Unfortunately, with the Government’s cost-cutting measures and shift to practice-based care, the CDSN workforce is already diminishing, resulting in more care being delivered by practice nurses (PNs; Diabetes UK, 2012). It has been suggested, however, that PNs do not possess the skills, or have the time required, to deliver the care identified by patients (Andalo, 2012). Locally, these assertions have been fortified by a declining workforce and anecdotal evidence from people with diabetes that PNs lack expertise and time, with care given in a dictatorial manner. Some GPs have also expressed their concerns, stating that they do not feel competent enough to manage their patients with diabetes effectively, but this notion conflicts with governmental policy. Diabetes Without Walls (NHS Diabetes, 2009) identifies the need for specialist staff and provision of a service based on competence to deliver care. This quite clearly will not be the case, if the shift to primary care continues and the CDSN role erodes as a result.
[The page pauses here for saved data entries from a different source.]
/// Forward-only iterator over a leaf chain, yielding `(Key, Value)` pairs
/// in ascending order. Holds a read pin on its current leaf, released on
/// `Drop` or once the chain is exhausted. Grounded on the teacher's
/// `IndexPageIterator`, narrowed to the forward-only chain this tree keeps
/// (see `spec.md` §9: no `prev` pointers, so rebalance uses the parent's
/// child index instead of a doubly linked leaf chain).
pub struct TreeIter<'a> {
    bpm: &'a BufferPool,
    node_size: usize,
    current: Option<PageId>,
    index: usize,
}

impl<'a> Iterator for TreeIter<'a> {
    type Item = (Key, Value);

    fn next(&mut self) -> Option<(Key, Value)> {
        loop {
            let current = self.current?;
            let (size, next_page) = self.bpm.with_page(current, |buf| {
                let leaf = LeafReader::new(buf, self.node_size);
                (leaf.size(), leaf.next())
            });

            if self.index < size {
                let item = self.bpm.with_page(current, |buf| {
                    let leaf = LeafReader::new(buf, self.node_size);
                    (leaf.key_at(self.index), leaf.value_at(self.index))
                });
                self.index += 1;
                return Some(item);
            }

            self.bpm.unpin_page(current, false);
            self.current = None;
            if next_page == INVALID_PAGE_ID {
                return None;
            }
            match self.bpm.fetch_page(next_page) {
                Ok(Some(_)) => {
                    self.current = Some(next_page);
                    self.index = 0;
                }
                _ => return None,
            }
        }
    }
}

impl<'a> Drop for TreeIter<'a> {
    fn drop(&mut self) {
        if let Some(page_id) = self.current.take() {
            self.bpm.unpin_page(page_id, false);
        }
    }
}
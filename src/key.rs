use std::cmp::Ordering;

pub type Value = i64;

pub const KEY_SIZE: usize = 16;

/// A composite `(main, sub)` key. Ordered lexicographically: `main` first,
/// `sub` breaks ties. `sub` exists purely to disambiguate otherwise-equal
/// logical keys; the tree itself still enforces total uniqueness on the pair.
#[derive(Debug, Clone, Copy, PartialEq, Eq, Default)]
pub struct Key {
    pub main: i64,
    pub sub: i64,
}

impl Key {
    pub const MIN: Key = Key {
        main: i64::MIN,
        sub: i64::MIN,
    };

    pub fn new(main: i64, sub: i64) -> Self {
        Self { main, sub }
    }

    pub fn from_bytes(bytes: &[u8]) -> Self {
        debug_assert_eq!(bytes.len(), KEY_SIZE);
        Self {
            main: i64::from_le_bytes(bytes[0..8].try_into().unwrap()),
            sub: i64::from_le_bytes(bytes[8..16].try_into().unwrap()),
        }
    }

    pub fn write_to(&self, bytes: &mut [u8]) {
        debug_assert_eq!(bytes.len(), KEY_SIZE);
        bytes[0..8].copy_from_slice(&self.main.to_le_bytes());
        bytes[8..16].copy_from_slice(&self.sub.to_le_bytes());
    }
}

impl Ord for Key {
    fn cmp(&self, other: &Self) -> Ordering {
        self.main.cmp(&other.main).then(self.sub.cmp(&other.sub))
    }
}

impl PartialOrd for Key {
    fn partial_cmp(&self, other: &Self) -> Option<Ordering> {
        Some(self.cmp(other))
    }
}

impl From<i64> for Key {
    /// Convenience for callers (tests, the CLI) that only care about `main`
    /// and are fine with the default `sub = 0`.
    fn from(main: i64) -> Self {
        Key::new(main, 0)
    }
}

#[cfg(test)]
mod tests {
    use super::*;

    #[test]
    fn orders_by_main_then_sub() {
        assert!(Key::new(1, 0) < Key::new(2, 0));
        assert!(Key::new(1, 0) < Key::new(1, 1));
        assert_eq!(Key::new(1, 5), Key::new(1, 5));
    }

    #[test]
    fn byte_roundtrip() {
        let k = Key::new(-7, 42);
        let mut buf = [0u8; KEY_SIZE];
        k.write_to(&mut buf);
        assert_eq!(Key::from_bytes(&buf), k);
    }
}
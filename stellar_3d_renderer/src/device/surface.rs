/// Window surface provider

use winit::window::Window;

/// Supplies the current drawable extent of the presentation surface
///
/// Queried only when the swapchain is (re)created.
pub trait SurfaceProvider {
    /// Current size in pixels; (0, 0) while minimized
    fn window_size(&self) -> (u32, u32);
}

impl SurfaceProvider for Window {
    fn window_size(&self) -> (u32, u32) {
        let size = self.inner_size();
        (size.width, size.height)
    }
}
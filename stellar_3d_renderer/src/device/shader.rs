/// Shader trait and shader descriptor

use bitflags::bitflags;

/// Shader stage of a single module
#[derive(Debug, Clone, Copy, PartialEq, Eq, Hash)]
pub enum ShaderStage {
    Vertex,
    Fragment,
    Compute,
    RayGen,
    Miss,
    ClosestHit,
}

impl ShaderStage {
    pub fn flags(&self) -> ShaderStageFlags {
        match self {
            ShaderStage::Vertex => ShaderStageFlags::VERTEX,
            ShaderStage::Fragment => ShaderStageFlags::FRAGMENT,
            ShaderStage::Compute => ShaderStageFlags::COMPUTE,
            ShaderStage::RayGen => ShaderStageFlags::RAYGEN,
            ShaderStage::Miss => ShaderStageFlags::MISS,
            ShaderStage::ClosestHit => ShaderStageFlags::CLOSEST_HIT,
        }
    }
}

bitflags! {
    /// Set of shader stages (descriptor and push constant visibility)
    #[derive(Debug, Clone, Copy, PartialEq, Eq, Hash)]
    pub struct ShaderStageFlags: u32 {
        const VERTEX = 1 << 0;
        const FRAGMENT = 1 << 1;
        const COMPUTE = 1 << 2;
        const RAYGEN = 1 << 3;
        const MISS = 1 << 4;
        const CLOSEST_HIT = 1 << 5;
        const ALL_GRAPHICS = Self::VERTEX.bits() | Self::FRAGMENT.bits();
        const ALL_RAY_TRACING = Self::RAYGEN.bits() | Self::MISS.bits() | Self::CLOSEST_HIT.bits();
    }
}

/// Descriptor for creating a shader module from SPIR-V words
#[derive(Debug, Clone, Copy)]
pub struct ShaderDesc<'a> {
    pub code: &'a [u32],
    pub stage: ShaderStage,
    pub entry_point: &'a str,
}

/// Shader module trait
pub trait Shader: Send + Sync {
    fn stage(&self) -> ShaderStage;
}
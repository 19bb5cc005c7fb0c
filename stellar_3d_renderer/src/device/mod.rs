/// Graphics device module - backend-agnostic GPU traits and descriptors

pub mod graphics_device;
pub mod texture;
pub mod buffer;
pub mod shader;
pub mod pipeline;
pub mod render_pass;
pub mod framebuffer;
pub mod descriptor_set;
pub mod command_list;
pub mod sync;
pub mod swapchain;
pub mod surface;

pub use graphics_device::*;
pub use texture::*;
pub use buffer::*;
pub use shader::*;
pub use pipeline::*;
pub use render_pass::*;
pub use framebuffer::*;
pub use descriptor_set::*;
pub use command_list::*;
pub use sync::*;
pub use swapchain::*;
pub use surface::*;

// Mock graphics device for tests (no GPU required)
#[cfg(test)]
pub mod mock_graphics_device;
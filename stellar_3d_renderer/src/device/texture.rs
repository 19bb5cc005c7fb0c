/// Texture trait, texture descriptor, and texture info

use bitflags::bitflags;

/// Texture and vertex attribute format
#[derive(Debug, Clone, Copy, PartialEq, Eq, Hash)]
#[allow(non_camel_case_types)]
pub enum TextureFormat {
    // Color formats
    R8_UNORM,
    R8G8B8A8_SRGB,
    R8G8B8A8_UNORM,
    B8G8R8A8_SRGB,
    B8G8R8A8_UNORM,
    R16G16_SFLOAT,
    R16G16B16A16_SFLOAT,
    R32_SFLOAT,
    R32G32B32A32_SFLOAT,

    // Depth formats
    D32_FLOAT,
    D24_UNORM_S8_UINT,

    // Vertex attribute formats
    R32G32_SFLOAT,
    R32G32B32_SFLOAT,
}

impl TextureFormat {
    /// True for depth (and depth/stencil) formats
    pub fn is_depth(&self) -> bool {
        matches!(self, TextureFormat::D32_FLOAT | TextureFormat::D24_UNORM_S8_UINT)
    }

    pub fn has_stencil(&self) -> bool {
        matches!(self, TextureFormat::D24_UNORM_S8_UINT)
    }

    /// Size of one texel (or one vertex attribute) in bytes
    pub fn bytes_per_pixel(&self) -> u32 {
        match self {
            TextureFormat::R8_UNORM => 1,
            TextureFormat::R8G8B8A8_SRGB
            | TextureFormat::R8G8B8A8_UNORM
            | TextureFormat::B8G8R8A8_SRGB
            | TextureFormat::B8G8R8A8_UNORM
            | TextureFormat::R16G16_SFLOAT
            | TextureFormat::R32_SFLOAT
            | TextureFormat::D32_FLOAT
            | TextureFormat::D24_UNORM_S8_UINT => 4,
            TextureFormat::R16G16B16A16_SFLOAT | TextureFormat::R32G32_SFLOAT => 8,
            TextureFormat::R32G32B32_SFLOAT => 12,
            TextureFormat::R32G32B32A32_SFLOAT => 16,
        }
    }
}

bitflags! {
    /// How a texture may be used by the GPU
    #[derive(Debug, Clone, Copy, PartialEq, Eq, Hash)]
    pub struct TextureUsage: u32 {
        /// Sampled in shaders
        const SAMPLED = 1 << 0;
        /// Color attachment of a render pass
        const COLOR_ATTACHMENT = 1 << 1;
        /// Depth/stencil attachment of a render pass
        const DEPTH_STENCIL_ATTACHMENT = 1 << 2;
        /// Read by a later subpass of the same render pass
        const INPUT_ATTACHMENT = 1 << 3;
        /// Written by compute or ray tracing shaders
        const STORAGE = 1 << 4;
        const TRANSFER_SRC = 1 << 5;
        const TRANSFER_DST = 1 << 6;
    }
}

impl TextureUsage {
    /// True if the texture can back a render target view
    pub fn is_attachment(&self) -> bool {
        self.intersects(TextureUsage::COLOR_ATTACHMENT | TextureUsage::DEPTH_STENCIL_ATTACHMENT)
    }
}

/// Dimensionality of the default view of a texture
#[derive(Debug, Clone, Copy, PartialEq, Eq)]
pub enum TextureType {
    /// Single 2D image
    Tex2D,
    /// 2D array (one layer per cascade, for example)
    Array2D,
    /// Cube map, exactly 6 layers
    Cube,
}

/// Width/height pair in pixels
#[derive(Debug, Clone, Copy, PartialEq, Eq, Hash, Default)]
pub struct Extent2D {
    pub width: u32,
    pub height: u32,
}

impl Extent2D {
    pub fn new(width: u32, height: u32) -> Self {
        Self { width, height }
    }

    /// True when either dimension is zero (minimized window)
    pub fn is_empty(&self) -> bool {
        self.width == 0 || self.height == 0
    }
}

// ===== TEXTURE DESC =====

/// Descriptor for creating a texture
#[derive(Debug, Clone)]
pub struct TextureDesc {
    /// Debug name
    pub label: &'static str,
    pub width: u32,
    pub height: u32,
    pub format: TextureFormat,
    pub usage: TextureUsage,
    pub texture_type: TextureType,
    /// Number of array layers (6 for cubes)
    pub array_layers: u32,
    pub mip_levels: u32,
    /// Optional initial data, all layers tightly packed
    pub data: Option<Vec<u8>>,
}

impl TextureDesc {
    /// Single-layer, single-mip 2D texture without initial data
    pub fn new_2d(label: &'static str, width: u32, height: u32, format: TextureFormat, usage: TextureUsage) -> Self {
        Self {
            label,
            width,
            height,
            format,
            usage,
            texture_type: TextureType::Tex2D,
            array_layers: 1,
            mip_levels: 1,
            data: None,
        }
    }
}

// ===== TEXTURE INFO =====

/// Read-only properties of a created texture
#[derive(Debug, Clone)]
pub struct TextureInfo {
    pub label: &'static str,
    pub width: u32,
    pub height: u32,
    pub format: TextureFormat,
    pub usage: TextureUsage,
    pub texture_type: TextureType,
    pub array_layers: u32,
    pub mip_levels: u32,
}

impl TextureInfo {
    pub fn from_desc(desc: &TextureDesc) -> Self {
        Self {
            label: desc.label,
            width: desc.width,
            height: desc.height,
            format: desc.format,
            usage: desc.usage,
            texture_type: desc.texture_type,
            array_layers: desc.array_layers,
            mip_levels: desc.mip_levels,
        }
    }

    pub fn extent(&self) -> Extent2D {
        Extent2D::new(self.width, self.height)
    }
}

// ===== TEXTURE TRAIT =====

/// Texture resource trait
///
/// Implemented by backend-specific texture types. The texture (image,
/// memory and default view) is destroyed when dropped.
pub trait Texture: Send + Sync {
    /// Get the read-only properties of this texture
    fn info(&self) -> &TextureInfo;
}

/// Render target trait
///
/// A view on one layer/mip of a texture, or on a swapchain image, that can
/// be attached to a framebuffer.
pub trait RenderTarget: Send + Sync {
    fn width(&self) -> u32;

    fn height(&self) -> u32;

    fn format(&self) -> TextureFormat;
}

/// Check a texture descriptor before handing it to a backend
pub fn validate_texture_desc(desc: &TextureDesc) -> crate::error::Result<()> {
    use crate::error::Error;

    if desc.width == 0 || desc.height == 0 {
        return Err(Error::InvalidResource(format!(
            "texture '{}' has zero extent {}x{}",
            desc.label, desc.width, desc.height
        )));
    }
    if desc.array_layers == 0 || desc.mip_levels == 0 {
        return Err(Error::InvalidResource(format!(
            "texture '{}' needs at least one layer and one mip",
            desc.label
        )));
    }
    match desc.texture_type {
        TextureType::Tex2D if desc.array_layers != 1 => Err(Error::InvalidResource(format!(
            "texture '{}' is Tex2D but has {} layers",
            desc.label, desc.array_layers
        ))),
        TextureType::Cube if desc.array_layers != 6 || desc.width != desc.height => {
            Err(Error::InvalidResource(format!(
                "cube texture '{}' must be square with 6 layers",
                desc.label
            )))
        }
        _ => {
            if desc.format.is_depth() && desc.usage.contains(TextureUsage::COLOR_ATTACHMENT) {
                return Err(Error::InvalidResource(format!(
                    "depth texture '{}' cannot be a color attachment",
                    desc.label
                )));
            }
            if let Some(data) = &desc.data {
                let expected = desc.width as usize
                    * desc.height as usize
                    * desc.array_layers as usize
                    * desc.format.bytes_per_pixel() as usize;
                if data.len() != expected {
                    return Err(Error::InvalidResource(format!(
                        "texture '{}' data is {} bytes, expected {}",
                        desc.label,
                        data.len(),
                        expected
                    )));
                }
            }
            Ok(())
        }
    }
}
In order to address these issues, investment in CDSNs is a necessity (Diabetes UK, 2012). It is crucial that quality of care outcomes should not be utilised in isolation to justify the role, but in combination with financial benefits. Thus, there is a need for a strong evidence base, highlighting that clinical specialist nurses (CSNs) deliver patient-focused care alongside cost-effective services (Vidall et al, 2011).
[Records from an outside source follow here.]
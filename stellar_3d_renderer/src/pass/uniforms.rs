/// GPU uniform block layouts (std140-compatible, 16-byte aligned members)

use bytemuck::{Pod, Zeroable};
use glam::{Mat4, UVec4, Vec4};

use crate::config::{MAX_CASCADES, SSAO_KERNEL_SIZE};
use crate::device::Extent2D;
use crate::pass::{CameraData, DirectionalLight};

/// Per-frame camera and light data, set 0 of every main-pass pipeline
#[repr(C)]
#[derive(Debug, Clone, Copy, Pod, Zeroable)]
pub struct FrameUniforms {
    pub view: Mat4,
    pub projection: Mat4,
    pub view_projection: Mat4,
    pub inverse_view_projection: Mat4,
    /// xyz = eye position
    pub camera_position: Vec4,
    /// width, height, 1/width, 1/height
    pub viewport: Vec4,
    /// xyz = direction, w = 0
    pub light_direction: Vec4,
    /// rgb = color * intensity
    pub light_color: Vec4,
}

impl FrameUniforms {
    pub fn new(camera: &CameraData, light: &DirectionalLight, extent: Extent2D) -> Self {
        let view_projection = camera.projection * camera.view;
        let (width, height) = (extent.width.max(1) as f32, extent.height.max(1) as f32);
        Self {
            view: camera.view,
            projection: camera.projection,
            view_projection,
            inverse_view_projection: view_projection.inverse(),
            camera_position: camera.position.extend(1.0),
            viewport: Vec4::new(width, height, 1.0 / width, 1.0 / height),
            light_direction: light.direction.normalize_or_zero().extend(0.0),
            light_color: (light.color * light.intensity).extend(1.0),
        }
    }
}

/// Cascade matrices and split distances read by the depth and lighting passes
#[repr(C)]
#[derive(Debug, Clone, Copy, Pod, Zeroable)]
pub struct CascadeUniforms {
    pub view_projection: [Mat4; MAX_CASCADES],
    /// View-space far distance of each cascade, packed 4 per vector
    pub splits: [Vec4; MAX_CASCADES / 4],
    /// x = cascade count, y = shadow map size
    pub params: UVec4,
}

impl CascadeUniforms {
    pub fn new(matrices: &[Mat4; MAX_CASCADES], splits: &[f32; MAX_CASCADES], cascade_count: u32, map_size: u32) -> Self {
        let mut packed = [Vec4::ZERO; MAX_CASCADES / 4];
        for (i, chunk) in splits.chunks(4).enumerate() {
            packed[i] = Vec4::new(chunk[0], chunk[1], chunk[2], chunk[3]);
        }
        Self {
            view_projection: *matrices,
            splits: packed,
            params: UVec4::new(cascade_count, map_size, 0, 0),
        }
    }
}

/// Hemisphere kernel and parameters of the SSAO pass
#[repr(C)]
#[derive(Debug, Clone, Copy, Pod, Zeroable)]
pub struct SsaoUniforms {
    pub samples: [Vec4; SSAO_KERNEL_SIZE],
    /// radius, bias, intensity, sample count
    pub params: Vec4,
}
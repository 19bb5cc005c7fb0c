/// Fence and Semaphore traits - CPU/GPU and GPU/GPU synchronization

use crate::error::Result;

/// CPU-visible completion signal of one queue submission
pub trait Fence: Send + Sync {
    /// Block until signaled or `timeout_ns` elapses
    ///
    /// Expiry returns `Error::Timeout`.
    fn wait(&self, timeout_ns: u64) -> Result<()>;

    /// Return to the unsignaled state (must not be pending on the GPU)
    fn reset(&self) -> Result<()>;

    fn is_signaled(&self) -> Result<bool>;
}

/// GPU-side ordering between acquire, submit and present
pub trait Semaphore: Send + Sync {}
The NHS Institute for Innovation and Improvement (NHS III) identifies that the most successful organisations are those that can implement and sustain effective improvement initiatives that culminate in increased quality and patient experiences at lower cost (NHS III, 2013). It is clear that the implementation aspect has been achieved but we are failing to sustain it due to cost-cutting measures; this, in turn, will conclude in worsening quality and ineffective service provision.
According to Leary et al (2008), some Trusts have taken steps to address this and commissioned a database tool, named “Pandora” in order to demonstrate the contributions made by CSNs. The use of the tool identified the efficacy of the CSN role (Keenan et al, 2010; Oliver and Leary, 2010). The government supported the findings, particularly within diabetes and urged commissioners to invest in DSNs to potentially save upward of £20 000 per year (NHS Diabetes, 2012).
Despite commissioners being urged to invest in DSN teams, their numbers continue to diminish throughout the UK; vacant posts are being frozen, roles are being down-banded and an ageing workforce is evident. It is widely believed that investment is required (Williams and Jones, 2006; Forbes et al, 2010; Beresford, 2011; Diabetes UK, 2011). Unfortunately without evidence to identify the value and cost effectiveness of the CDSN service, this is unlikely to occur. CDSNs need to provide evidence of role value and cost effectiveness to ensure their survival.